AVAILABLE DATA:
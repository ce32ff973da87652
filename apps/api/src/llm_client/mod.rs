/// LLM Client: the single point of entry for all Gemini API calls.
///
/// No other module may call the Gemini API directly; everything goes through
/// the `TextGenerator` trait so the pipeline can run against stubs.
///
/// One prompt in, one block of text out. No streaming, no retries: retry
/// policy belongs to the caller.
use std::time::Duration;

use async_trait::async_trait;
use reqwest::Client;
use serde::{Deserialize, Serialize};
use thiserror::Error;
use tracing::{debug, warn};

use crate::config::Config;

pub mod prompts;

#[derive(Debug, Error)]
pub enum LlmError {
    #[error("HTTP error: {0}")]
    Http(#[from] reqwest::Error),

    #[error("API error (status {status}): {message}")]
    Api { status: u16, message: String },

    #[error("Prompt or response blocked: {0}")]
    Blocked(String),

    #[error("LLM returned empty content")]
    EmptyContent,

    #[error("LLM call exceeded {}s deadline", .0.as_secs())]
    Timeout(Duration),
}

/// Anything that turns a prompt into raw model text.
#[async_trait]
pub trait TextGenerator: Send + Sync {
    async fn generate(&self, prompt: &str) -> Result<String, LlmError>;
}

#[derive(Debug, Serialize)]
struct GenerateContentRequest<'a> {
    contents: Vec<RequestContent<'a>>,
}

#[derive(Debug, Serialize)]
struct RequestContent<'a> {
    role: &'a str,
    parts: Vec<RequestPart<'a>>,
}

#[derive(Debug, Serialize)]
struct RequestPart<'a> {
    text: &'a str,
}

#[derive(Debug, Deserialize)]
#[serde(rename_all = "camelCase")]
pub struct GenerateContentResponse {
    #[serde(default)]
    pub candidates: Vec<Candidate>,
    pub prompt_feedback: Option<PromptFeedback>,
    pub usage_metadata: Option<UsageMetadata>,
}

#[derive(Debug, Deserialize)]
#[serde(rename_all = "camelCase")]
pub struct Candidate {
    pub content: Option<CandidateContent>,
    pub finish_reason: Option<String>,
}

#[derive(Debug, Deserialize)]
pub struct CandidateContent {
    #[serde(default)]
    pub parts: Vec<CandidatePart>,
}

#[derive(Debug, Deserialize)]
pub struct CandidatePart {
    pub text: Option<String>,
}

#[derive(Debug, Deserialize)]
#[serde(rename_all = "camelCase")]
pub struct PromptFeedback {
    pub block_reason: Option<String>,
}

#[derive(Debug, Deserialize)]
#[serde(rename_all = "camelCase")]
pub struct UsageMetadata {
    #[serde(default)]
    pub prompt_token_count: u32,
    #[serde(default)]
    pub candidates_token_count: u32,
}

impl GenerateContentResponse {
    /// Concatenates the text parts of the first candidate.
    pub fn text(&self) -> Option<String> {
        let parts = &self.candidates.first()?.content.as_ref()?.parts;
        let text: String = parts.iter().filter_map(|p| p.text.as_deref()).collect();
        if text.trim().is_empty() {
            None
        } else {
            Some(text)
        }
    }
}

#[derive(Debug, Deserialize)]
struct GeminiError {
    error: GeminiErrorBody,
}

#[derive(Debug, Deserialize)]
struct GeminiErrorBody {
    message: String,
}

/// Gemini `generateContent` client. Cheap to clone.
#[derive(Clone)]
pub struct GeminiClient {
    client: Client,
    api_key: String,
    endpoint: String,
}

impl GeminiClient {
    pub fn new(config: &Config) -> Result<Self, LlmError> {
        let client = Client::builder()
            .connect_timeout(Duration::from_secs(10))
            .build()?;

        Ok(Self {
            client,
            api_key: config.google_api_key.clone(),
            endpoint: format!(
                "{}/{}:generateContent",
                config.gemini_api_base.trim_end_matches('/'),
                config.gemini_model
            ),
        })
    }

    pub fn endpoint(&self) -> &str {
        &self.endpoint
    }

    /// Makes exactly one call to the Gemini API and returns the full response object.
    pub async fn call(&self, prompt: &str) -> Result<GenerateContentResponse, LlmError> {
        let request_body = GenerateContentRequest {
            contents: vec![RequestContent {
                role: "user",
                parts: vec![RequestPart { text: prompt }],
            }],
        };

        debug!("Calling Gemini ({} prompt chars)", prompt.len());

        let response = self
            .client
            .post(&self.endpoint)
            .header("x-goog-api-key", &self.api_key)
            .json(&request_body)
            .send()
            .await?;

        let status = response.status();
        if !status.is_success() {
            let body = response.text().await.unwrap_or_default();
            let message = serde_json::from_str::<GeminiError>(&body)
                .map(|e| e.error.message)
                .unwrap_or(body);
            warn!("Gemini API returned {}: {}", status, message);
            return Err(LlmError::Api {
                status: status.as_u16(),
                message,
            });
        }

        let parsed: GenerateContentResponse = response.json().await?;

        if let Some(usage) = &parsed.usage_metadata {
            debug!(
                "Gemini call succeeded: prompt_tokens={}, candidate_tokens={}",
                usage.prompt_token_count, usage.candidates_token_count
            );
        }

        Ok(parsed)
    }
}

#[async_trait]
impl TextGenerator for GeminiClient {
    async fn generate(&self, prompt: &str) -> Result<String, LlmError> {
        let response = self.call(prompt).await?;

        if let Some(reason) = response
            .prompt_feedback
            .as_ref()
            .and_then(|f| f.block_reason.clone())
        {
            return Err(LlmError::Blocked(reason));
        }

        match response.text() {
            Some(text) => Ok(text),
            None => match response
                .candidates
                .first()
                .and_then(|c| c.finish_reason.as_deref())
            {
                Some(reason @ ("SAFETY" | "RECITATION" | "BLOCKLIST")) => {
                    Err(LlmError::Blocked(reason.to_string()))
                }
                _ => Err(LlmError::EmptyContent),
            },
        }
    }
}

#[cfg(test)]
mod tests {
    use super::*;
    use axum::{
        http::{HeaderMap, StatusCode},
        Json, Router,
    };
    use serde_json::{json, Value};

    fn config_for(base: &str) -> Config {
        Config::from_vars(|key| match key {
            "GOOGLE_API_KEY" => Some("test-key".to_string()),
            "GEMINI_API_BASE" => Some(base.to_string()),
            "GEMINI_MODEL" => Some("gemini-test".to_string()),
            _ => None,
        })
        .unwrap()
    }

    /// Starts a local Gemini stand-in that answers every request with `status` and `body`.
    /// It checks the API key header and request shape before answering.
    async fn spawn_stub(status: StatusCode, body: Value) -> String {
        let app = Router::new().fallback(move |headers: HeaderMap, Json(req): Json<Value>| {
            let body = body.clone();
            async move {
                assert_eq!(
                    headers.get("x-goog-api-key").and_then(|v| v.to_str().ok()),
                    Some("test-key")
                );
                assert_eq!(req["contents"][0]["role"], "user");
                assert!(req["contents"][0]["parts"][0]["text"].is_string());
                (status, Json(body))
            }
        });
        let listener = tokio::net::TcpListener::bind("127.0.0.1:0").await.unwrap();
        let addr = listener.local_addr().unwrap();
        tokio::spawn(async move {
            axum::serve(listener, app).await.unwrap();
        });
        format!("http://{addr}/v1beta/models")
    }

    #[test]
    fn test_endpoint_built_from_config() {
        let client = GeminiClient::new(&config_for("https://example.test/v1beta/models/")).unwrap();
        assert_eq!(
            client.endpoint(),
            "https://example.test/v1beta/models/gemini-test:generateContent"
        );
    }

    #[test]
    fn test_response_text_concatenates_parts() {
        let response: GenerateContentResponse = serde_json::from_value(json!({
            "candidates": [{
                "content": {"parts": [{"text": "{\"score\":"}, {"text": " \"80/100\"}"}]},
                "finishReason": "STOP"
            }]
        }))
        .unwrap();
        assert_eq!(response.text().as_deref(), Some("{\"score\": \"80/100\"}"));
    }

    #[test]
    fn test_response_without_candidates_has_no_text() {
        let response: GenerateContentResponse = serde_json::from_value(json!({})).unwrap();
        assert!(response.text().is_none());
    }

    #[tokio::test]
    async fn test_generate_returns_candidate_text() {
        let base = spawn_stub(
            StatusCode::OK,
            json!({
                "candidates": [{"content": {"parts": [{"text": "{\"ok\": true}"}]}}],
                "usageMetadata": {"promptTokenCount": 12, "candidatesTokenCount": 4}
            }),
        )
        .await;
        let client = GeminiClient::new(&config_for(&base)).unwrap();
        let text = client.generate("Analyze this resume").await.unwrap();
        assert_eq!(text, "{\"ok\": true}");
    }

    #[tokio::test]
    async fn test_auth_failure_is_api_error_with_message() {
        let base = spawn_stub(
            StatusCode::FORBIDDEN,
            json!({"error": {"code": 403, "message": "API key not valid", "status": "PERMISSION_DENIED"}}),
        )
        .await;
        let client = GeminiClient::new(&config_for(&base)).unwrap();
        let err = client.generate("prompt").await.unwrap_err();
        match err {
            LlmError::Api { status, message } => {
                assert_eq!(status, 403);
                assert_eq!(message, "API key not valid");
            }
            other => panic!("unexpected error: {other:?}"),
        }
    }

    #[tokio::test]
    async fn test_blocked_prompt_is_reported() {
        let base = spawn_stub(
            StatusCode::OK,
            json!({"promptFeedback": {"blockReason": "SAFETY"}}),
        )
        .await;
        let client = GeminiClient::new(&config_for(&base)).unwrap();
        let err = client.generate("prompt").await.unwrap_err();
        assert!(matches!(err, LlmError::Blocked(reason) if reason == "SAFETY"));
    }

    #[tokio::test]
    async fn test_empty_candidate_is_empty_content() {
        let base = spawn_stub(
            StatusCode::OK,
            json!({"candidates": [{"content": {"parts": []}, "finishReason": "STOP"}]}),
        )
        .await;
        let client = GeminiClient::new(&config_for(&base)).unwrap();
        let err = client.generate("prompt").await.unwrap_err();
        assert!(matches!(err, LlmError::EmptyContent));
    }

    #[tokio::test]
    async fn test_unreachable_endpoint_is_http_error() {
        let listener = std::net::TcpListener::bind("127.0.0.1:0").unwrap();
        let addr = listener.local_addr().unwrap();
        drop(listener);
        let client =
            GeminiClient::new(&config_for(&format!("http://{addr}/v1beta/models"))).unwrap();
        let err = client.generate("prompt").await.unwrap_err();
        assert!(matches!(err, LlmError::Http(_)));
    }
}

WHAT YOU HAVE TO DO: Every line of the records containing the word "STOP" must appear in the answer.

REPLY:
                "finishReason": "STOP"
            json!({"candidates": [{"content": {"parts": []}, "finishReason": "STOP"}]}),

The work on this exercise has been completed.